The term “starving artist” may apply to some painters, sculptors, illustrators, and other fine-arts professionals. However, many creative people have found highly successful careers in a wide range of fields.

About half of those who make their living in the fine arts are self-employed. A large portion of them produce works of art for sale. Their customers may be individuals who buy single pieces, or store owners who purchase artwork in bulk for resale. Artists exhibit their creations in museums, display them in galleries, and sell them on the web.

Other fine artists work for private companies or government entities. Some of these positions require fine-arts degrees. Government officials have projected that the job-growth rate for fine artists will be just 3 percent from 2012 to 2022, far less than the average for all occupations.

Traditional Artists

When most people hear the term “artist,” they picture painters and sculptors. These are the most traditional of art jobs, with histories dating to many centuries ago. This category features those who actually produce the art; the talented people who conceive and create works that have aesthetic value. Other examples include printmakers, illustrators, cartoonists, and video artists.

The Art Business

Many fine artists, or visual artists, find work in the art business. Some are art appraisers, brokers, or dealers. They assess, buy, and sell pieces of work.
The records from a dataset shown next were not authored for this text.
// ═══════════════════════════════════════════════════════════════════
// Provider Tests: SyntheticHistorySource, StaticHistorySource,
// HistorySourceRegistry
// ═══════════════════════════════════════════════════════════════════

use chrono::NaiveDate;

use portfolio_dashboard_core::models::chart::{HistoricalPoint, TimeWindow};
use portfolio_dashboard_core::providers::registry::HistorySourceRegistry;
use portfolio_dashboard_core::providers::static_history::StaticHistorySource;
use portfolio_dashboard_core::providers::synthetic::{PriceBand, SyntheticHistorySource};
use portfolio_dashboard_core::providers::traits::HistorySource;

fn d(y: i32, m: u32, day: u32) -> NaiveDate {
    NaiveDate::from_ymd_opt(y, m, day).unwrap()
}

fn p(date: NaiveDate, price: f64) -> HistoricalPoint {
    HistoricalPoint { date, price }
}

// ═══════════════════════════════════════════════════════════════════
// SyntheticHistorySource
// ═══════════════════════════════════════════════════════════════════

mod synthetic {
    use super::*;

    #[test]
    fn builtin_symbols() {
        let source = SyntheticHistorySource::with_defaults();
        for symbol in ["AAPL", "TSLA", "BTC", "ETH", "VOO"] {
            assert!(source.supports(symbol), "{symbol} should be known");
        }
        assert!(!source.supports("MSFT"));
        assert_eq!(source.name(), "Synthetic");
        assert_eq!(
            source.band_for("aapl", TimeWindow::Month),
            Some(PriceBand::new(150.0, 170.0))
        );
    }

    #[test]
    fn unknown_symbol_is_none() {
        let source = SyntheticHistorySource::with_defaults();
        assert!(source.series("MSFT", TimeWindow::Week, d(2025, 1, 1)).is_none());
        assert!(SyntheticHistorySource::new()
            .series("AAPL", TimeWindow::Week, d(2025, 1, 1))
            .is_none());
    }

    #[test]
    fn seeded_is_deterministic() {
        let source = SyntheticHistorySource::with_defaults().seeded(42);
        let end = d(2025, 6, 30);
        let a = source.series("BTC", TimeWindow::Month, end).unwrap();
        let b = source.series("BTC", TimeWindow::Month, end).unwrap();
        assert_eq!(a, b);
        assert_eq!(
            source.default_series(TimeWindow::Year, end),
            source.default_series(TimeWindow::Year, end)
        );
    }

    #[test]
    fn seeds_differ() {
        let end = d(2025, 6, 30);
        let a = SyntheticHistorySource::with_defaults()
            .seeded(1)
            .series("ETH", TimeWindow::Quarter, end)
            .unwrap();
        let b = SyntheticHistorySource::with_defaults()
            .seeded(2)
            .series("ETH", TimeWindow::Quarter, end)
            .unwrap();
        assert_ne!(a, b);
    }

    #[test]
    fn prices_stay_in_band() {
        let source = SyntheticHistorySource::with_defaults().seeded(9);
        let series = source.series("AAPL", TimeWindow::Month, d(2025, 1, 31)).unwrap();
        assert_eq!(series.len(), 30);
        assert!(series.iter().all(|p| p.price >= 150.0 && p.price <= 170.0));
    }

    #[test]
    fn prices_rounded_to_cents() {
        let source = SyntheticHistorySource::with_defaults().seeded(3);
        let series = source.series("TSLA", TimeWindow::Week, d(2025, 1, 31)).unwrap();
        for point in series {
            let cents = point.price * 100.0;
            assert!((cents - cents.round()).abs() < 1e-6);
        }
    }

    #[test]
    fn dates_end_before_anchor() {
        let source = SyntheticHistorySource::with_defaults().seeded(5);
        let series = source.series("VOO", TimeWindow::Week, d(2025, 3, 1)).unwrap();
        assert_eq!(series.first().unwrap().date, d(2025, 2, 22));
        assert_eq!(series.last().unwrap().date, d(2025, 2, 28));
    }

    #[test]
    fn custom_band() {
        let mut source = SyntheticHistorySource::new().seeded(11);
        source.set_band("msft", TimeWindow::Week, PriceBand::new(400.0, 420.0));
        assert!(source.supports("MSFT"));
        let series = source.series("MSFT", TimeWindow::Week, d(2025, 1, 8)).unwrap();
        assert!(series.iter().all(|p| p.price >= 400.0 && p.price <= 420.0));
    }
}

// ═══════════════════════════════════════════════════════════════════
// StaticHistorySource
// ═══════════════════════════════════════════════════════════════════

mod static_history {
    use super::*;

    #[test]
    fn insert_sorts_and_dedups() {
        let source = StaticHistorySource::new("fixture").with_series(
            "spy",
            TimeWindow::Week,
            vec![
                p(d(2025, 1, 3), 3.0),
                p(d(2025, 1, 1), 1.0),
                p(d(2025, 1, 3), 4.0),
            ],
        );
        assert_eq!(source.len(), 1);
        assert!(source.supports("SPY"));
        let series = source.series("SPY", TimeWindow::Week, d(2025, 1, 10)).unwrap();
        assert_eq!(series, vec![p(d(2025, 1, 1), 1.0), p(d(2025, 1, 3), 4.0)]);
    }

    #[test]
    fn missing_window_is_none() {
        let source = StaticHistorySource::new("fixture").with_series(
            "SPY",
            TimeWindow::Week,
            vec![p(d(2025, 1, 1), 1.0)],
        );
        assert!(source.series("SPY", TimeWindow::Year, d(2025, 1, 10)).is_none());
        assert_eq!(source.name(), "fixture");
    }
}

// ═══════════════════════════════════════════════════════════════════
// HistorySourceRegistry
// ═══════════════════════════════════════════════════════════════════

mod registry {
    use super::*;

    #[test]
    fn defaults_registered() {
        let registry = HistorySourceRegistry::new_with_defaults();
        assert_eq!(registry.source_names(), vec!["Synthetic".to_string()]);
        assert!(registry.source_for("btc").is_some());
        assert!(registry.source_for("MSFT").is_none());
        assert!(HistorySourceRegistry::new().source_names().is_empty());
    }

    #[test]
    fn first_registered_source_wins() {
        let mut registry = HistorySourceRegistry::new_with_defaults();
        registry.register(Box::new(StaticHistorySource::new("late").with_series(
            "AAPL",
            TimeWindow::Week,
            vec![p(d(2025, 1, 1), 1.0)],
        )));
        let series = registry.series_for("AAPL", TimeWindow::Week, d(2025, 1, 8));
        assert_eq!(series.len(), 7);

        let mut registry = HistorySourceRegistry::new();
        registry.register(Box::new(StaticHistorySource::new("early").with_series(
            "AAPL",
            TimeWindow::Week,
            vec![p(d(2025, 1, 1), 1.0)],
        )));
        registry.register(Box::new(SyntheticHistorySource::with_defaults()));
        let series = registry.series_for("aapl", TimeWindow::Week, d(2025, 1, 8));
        assert_eq!(series, vec![p(d(2025, 1, 1), 1.0)]);
    }

    #[test]
    fn falls_back_for_unknown_symbols() {
        let registry = HistorySourceRegistry::new()
            .with_fallback(SyntheticHistorySource::new().seeded(1));
        let end = d(2025, 1, 31);
        let series = registry.series_for("NOPE", TimeWindow::Month, end);
        assert_eq!(series, registry.default_series(TimeWindow::Month, end));
        assert_eq!(series.len(), 30);
    }
}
Auction houses, art galleries, and art museums hire artistic people to perform a variety of duties.

Corporate Art Careers

Large businesses need art directors to design visual concepts for promotions and advertising. These professionals are responsible for how printed materials, videos, ads, and web pages are presented to the public. It has been estimated that nearly half of fine artists have this type of job, which is near the top of the pay scale for all kinds of artists.
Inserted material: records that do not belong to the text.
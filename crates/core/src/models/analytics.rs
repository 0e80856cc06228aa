use serde::{Deserialize, Serialize};

use super::holding::Category;

/// Headline numbers for the whole portfolio. Recomputed from the holdings
/// on demand, never stored on its own.
#[derive(Debug, Clone, Copy, Default, PartialEq, Serialize, Deserialize)]
pub struct PortfolioSummary {
    /// Σ current_price × quantity
    pub total_value: f64,

    /// Σ purchase_price × quantity
    pub total_cost: f64,

    /// total_value - total_cost
    pub change_amount: f64,

    /// (change_amount / total_cost) × 100, or 0 when total_cost is 0
    pub change_percent: f64,
}

/// Category → aggregate market value, in the order categories were first seen.
///
/// Categories without holdings are absent rather than zero-valued.
#[derive(Debug, Clone, Default, PartialEq, Serialize, Deserialize)]
pub struct AllocationMap {
    entries: Vec<(Category, f64)>,
}

/// One slice of the allocation chart.
#[derive(Debug, Clone, PartialEq, Serialize, Deserialize)]
pub struct AllocationSlice {
    pub category: Category,
    pub label: String,
    pub color: String,
    pub value: f64,
    /// Share of the total in percent; 0 when the total is 0.
    pub percent: f64,
}

impl AllocationMap {
    pub fn new() -> Self {
        Self::default()
    }

    /// Add `value` to `category`, appending the category if unseen.
    pub fn add(&mut self, category: Category, value: f64) {
        match self.entries.iter_mut().find(|(c, _)| *c == category) {
            Some((_, total)) => *total += value,
            None => self.entries.push((category, value)),
        }
    }

    pub fn get(&self, category: Category) -> Option<f64> {
        self.entries
            .iter()
            .find(|(c, _)| *c == category)
            .map(|(_, v)| *v)
    }

    pub fn iter(&self) -> impl Iterator<Item = (Category, f64)> + '_ {
        self.entries.iter().copied()
    }

    pub fn categories(&self) -> Vec<Category> {
        self.entries.iter().map(|(c, _)| *c).collect()
    }

    pub fn len(&self) -> usize {
        self.entries.len()
    }

    pub fn is_empty(&self) -> bool {
        self.entries.is_empty()
    }

    /// Σ of all category values.
    pub fn total(&self) -> f64 {
        self.entries.iter().map(|(_, v)| v).sum()
    }

    /// Chart-ready slices with percent of total.
    pub fn slices(&self) -> Vec<AllocationSlice> {
        let total = self.total();
        self.entries
            .iter()
            .map(|(category, value)| AllocationSlice {
                category: *category,
                label: category.display_name().to_string(),
                color: category.color().to_string(),
                value: *value,
                percent: if total > 0.0 { value / total * 100.0 } else { 0.0 },
            })
            .collect()
    }
}
pub mod analytics;
pub mod chart;
pub mod holding;
pub mod portfolio;
pub mod query;
pub mod settings;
Art directors supervise multimedia artists, animators, and artists skilled in the use of technical equipment. The staff of a large company’s advertising department may include copywriters, creative directors, illustrators, and photographers.

Illustration and Drawing

Without artwork, magazines and books would not be as visually appealing to readers. Publishers need fine artists to create illustrations, drawings, and designs for printed materials like calendars, greeting cards, stationery, wallpaper, and gift-wrapping paper. The designs of T-shirts and other clothing also display the talents of fine artists.
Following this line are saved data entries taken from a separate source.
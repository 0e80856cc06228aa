pub mod allocation_service;
pub mod asset_store;
pub mod history_service;
pub mod metrics_service;
pub mod query_service;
Sketch artists, those skilled at re-creating a person’s likeness, are employed by police departments and news media. Medical illustrators are specially trained to render anatomically accurate drawings that portray how surgical procedures are to be conducted. They do this by hand, and use computer technology to create animations and three-dimensional images. Scientific illustrators depict plants and animals, molecular structures, and geologic and planetary formations. Their work appears in professional publications and is used to educate students.

Art Education

A degree in fine arts, along with a teaching certificate, can qualify an artist for a rewarding career in education. High schools, colleges, universities, and other institutions employ art teachers. Other jobs involving education include art museum curator, archivist, art critic, art consultant, lecturer, art historian, and art therapist.

In your search for a job in the fine arts, do not be discouraged by those who insist there is no money to be made in the field. There are hundreds of occupations for visual artists, offering employment in myriad specialties. If you research the options, and honestly assess your own skills, you just might find a career that matches your passion with your need to earn a living.